What to produce:
Report only the number of lines in the following entries where the word "ActuatorPort" occurs.

Collection entries:

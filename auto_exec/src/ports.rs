//! Hardware port traits
//!
//! The core never touches hardware directly. Everything it needs from the
//! robot is expressed as one of the four traits below, implemented by
//! hardware-facing adapters at the composition root (or by the [`crate::sim`]
//! models on the bench). This keeps the whole engine runnable and testable
//! without a robot attached.

// ------------------------------------------------------------------------------------------------
// TRAITS
// ------------------------------------------------------------------------------------------------

/// Drivetrain operations.
///
/// Each motion call starts a manoeuvre in the drivetrain's own closed loop;
/// the core only polls [`DrivetrainPort::motion_complete`] to sequence them.
/// Starting a new manoeuvre replaces any in progress.
pub trait DrivetrainPort {
    /// Drive straight for the given distance. Negative distances reverse.
    ///
    /// Units: inches
    fn drive(&mut self, distance_in: f64);

    /// Strafe laterally for the given distance. Positive is alliance-left
    /// before flipping.
    ///
    /// Units: inches
    fn strafe(&mut self, distance_in: f64);

    /// Turn by a heading delta, open-loop terminated by displacement.
    ///
    /// Units: degrees
    fn turn(&mut self, delta_heading_deg: f64);

    /// Turn to an absolute heading, closed loop at the standard gain.
    ///
    /// Units: degrees
    fn turn_to_heading(&mut self, heading_deg: f64);

    /// Turn to an absolute heading with reduced gain and a tighter settle
    /// requirement, for final-approach precision.
    ///
    /// Units: degrees
    fn slow_turn_to_heading(&mut self, heading_deg: f64);

    /// True once the most recently started manoeuvre has settled. True when
    /// no manoeuvre has been started.
    fn motion_complete(&self) -> bool;

    /// Immediately zero all drive powers.
    fn stop(&mut self);
}

/// A single closed-loop actuator axis (elbow or linear slide).
pub trait ActuatorPort {
    /// Current measured position of the axis.
    ///
    /// Units: encoder pulses, zero at the lower hard stop
    fn current_position(&self) -> f64;

    /// Apply open-loop power to the axis motor, in [-1, 1], positive away
    /// from the hard stop.
    fn set_power(&mut self, power: f64);

    /// True while the travel-limit switch at the lower hard stop is engaged.
    fn limit_switch_engaged(&self) -> bool;

    /// Re-zero the position reference. Called when the axis is known to be
    /// resting on the hard stop.
    fn reset_position(&mut self);
}

/// The pair of distance sensors used to find the game piece at match start.
///
/// The near/far naming is alliance-relative: the adapter behind this trait is
/// responsible for mapping the physical left/right sensors onto it.
pub trait SpikeSensorPort {
    /// True if something blocks the alliance-near sensor.
    fn is_near_blocked(&self) -> bool;

    /// True if something blocks the alliance-far sensor.
    fn is_far_blocked(&self) -> bool;
}

/// Monotonic time source sampled once per tick.
pub trait ClockPort {
    /// Seconds elapsed since the clock was constructed. Monotonic.
    fn elapsed_seconds(&self) -> f64;
}

// ------------------------------------------------------------------------------------------------
// STRUCTS
// ------------------------------------------------------------------------------------------------

/// The full set of ports handed to the core on every tick.
///
/// Held by reference so the caller keeps ownership of the adapters between
/// ticks; the core stores no hardware state of its own.
pub struct Ports<'a> {
    pub drivetrain: &'a mut dyn DrivetrainPort,
    pub elbow: &'a mut dyn ActuatorPort,
    pub slide: &'a mut dyn ActuatorPort,
    pub spike_sensors: &'a dyn SpikeSensorPort,
    pub clock: &'a dyn ClockPort,
}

Written solution:
3